* _EXERCISE_
Repeat, exactly as written, the lines of the records below from the first through the line with "self.connection.release(&self.statement);", but none past it.

Stored data:
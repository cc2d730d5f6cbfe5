//! Statement execution at the loader boundary.

use hydrate_core::{
    Connection, Cx, Dialect, EntityPersister, Error, LockOptions, Outcome, PreparedStatement,
    QueryError, Row, Statistics, Value,
};

/// Releases a prepared statement when dropped, on every exit path.
struct StatementGuard<'a, C: Connection> {
    connection: &'a C,
    statistics: &'a Statistics,
    statement: PreparedStatement,
}

impl<C: Connection> Drop for StatementGuard<'_, C> {
    fn drop(&mut self) {
        self.connection.release(&self.statement);
        self.statistics.statement_closed();
    }
}

/// Prepare `sql`, run it with `params` and release the statement.
pub(crate) async fn query<C: Connection>(
    cx: &Cx,
    connection: &C,
    statistics: &Statistics,
    sql: &str,
    params: &[Value],
) -> Outcome<Vec<Row>, Error> {
    let statement = try_outcome!(connection.prepare(cx, sql).await);
    statistics.statement_prepared();
    let guard = StatementGuard {
        connection,
        statistics,
        statement,
    };
    tracing::debug!(sql = guard.statement.sql(), params = params.len(), "executing load");
    connection.query_prepared(cx, &guard.statement, params).await
}

/// Rewrap a database error raised while running `sql`.
///
/// The kind is reclassified for the dialect, the statement and `descriptor`
/// are attached and the driver's error is kept as the source. Other errors
/// pass through unchanged.
pub(crate) fn translate(error: Error, dialect: Dialect, sql: &str, descriptor: &str) -> Error {
    match error {
        Error::Query(original) => {
            let kind = dialect.classify_error(original.sqlstate.as_deref(), &original.message);
            let sqlstate = original.sqlstate.clone();
            let detail = Some(original.message.clone());
            let position = original.position;
            Error::Query(QueryError {
                kind,
                sql: Some(sql.to_string()),
                sqlstate,
                message: descriptor.to_string(),
                detail,
                hint: None,
                position,
                source: Some(Box::new(original)),
            })
        }
        other => other,
    }
}

/// Map the `Err` side of an outcome through [`translate`].
pub(crate) fn translated<T>(
    outcome: Outcome<T, Error>,
    dialect: Dialect,
    sql: &str,
    descriptor: &str,
) -> Outcome<T, Error> {
    match outcome {
        Outcome::Err(e) => Outcome::Err(translate(e, dialect, sql, descriptor)),
        other => other,
    }
}

/// `select <id>[, <version>] from <table> where <id> = ?[ and <version> = ?]`
/// with the dialect's row lock clause.
pub(crate) fn lock_sql(
    persister: &EntityPersister,
    dialect: Dialect,
    lock_options: &LockOptions,
) -> String {
    let id_columns = persister.identifier_columns();
    let mut selected: Vec<&str> = id_columns.clone();
    let mut restriction: Vec<String> = id_columns.iter().map(|c| format!("{c} = ?")).collect();
    if let Some(version) = persister.version_column() {
        selected.push(version);
        restriction.push(format!("{version} = ?"));
    }
    let mut sql = format!(
        "select {} from {} where {}",
        selected.join(", "),
        persister.table(),
        restriction.join(" and ")
    );
    if let Some(clause) = dialect.for_update_clause(lock_options) {
        sql.push_str(&clause);
    }
    dialect.render_placeholders(&sql)
}

#[cfg(test)]
mod tests {
    use super::*;
    use hydrate_core::{LockMode, LockTimeout, PropertyMapping, QueryErrorKind};

    #[test]
    fn lock_statements_check_versions() {
        let person = EntityPersister::builder("Person", "people")
            .property(PropertyMapping::basic("version", "version"))
            .version("version")
            .build();
        let options = LockOptions::new(LockMode::PessimisticWrite).timeout(LockTimeout::NoWait);
        assert_eq!(
            lock_sql(&person, Dialect::Postgres, &options),
            "select id, version from people where id = $1 and version = $2 for update nowait"
        );
        assert_eq!(
            lock_sql(&person, Dialect::Sqlite, &options),
            "select id, version from people where id = ?1 and version = ?2"
        );

        let team = EntityPersister::builder("Team", "teams").build();
        assert_eq!(
            lock_sql(&team, Dialect::Mysql, &LockOptions::new(LockMode::PessimisticRead)),
            "select id from teams where id = ? for share"
        );
    }

    #[test]
    fn translation_keeps_the_driver_error() {
        let driver = Error::Query(QueryError::database("deadlock detected", Some("40P01")));
        let err = translate(
            driver,
            Dialect::Postgres,
            "select 1",
            "could not load an entity: [Person#42]",
        );
        let Error::Query(query) = &err else {
            panic!("expected a query error, got {err:?}");
        };
        assert_eq!(query.kind, QueryErrorKind::Deadlock);
        assert_eq!(query.sql.as_deref(), Some("select 1"));
        assert_eq!(query.message, "could not load an entity: [Person#42]");
        assert_eq!(query.detail.as_deref(), Some("deadlock detected"));
        assert!(err.is_retryable());
        assert!(std::error::Error::source(&err).is_some());

        let other = translate(Error::Cancelled, Dialect::Postgres, "select 1", "x");
        assert!(matches!(other, Error::Cancelled));
    }
}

* _OUTPUT OF THE TASK_
repository cc2d730d5f6cbfe5
//! Statement execution at the loader boundary.

use hydrate_core::{
    Connection, Cx, Dialect, EntityPersister, Error, LockOptions, Outcome, PreparedStatement,
    QueryError, Row, Statistics, Value,
};

/// Releases a prepared statement when dropped, on every exit path.
struct StatementGuard<'a, C: Connection> {
    connection: &'a C,
    statistics: &'a Statistics,
    statement: PreparedStatement,
}

impl<C: Connection> Drop for StatementGuard<'_, C> {
    fn drop(&mut self) {
        self.connection.release(&self.statement);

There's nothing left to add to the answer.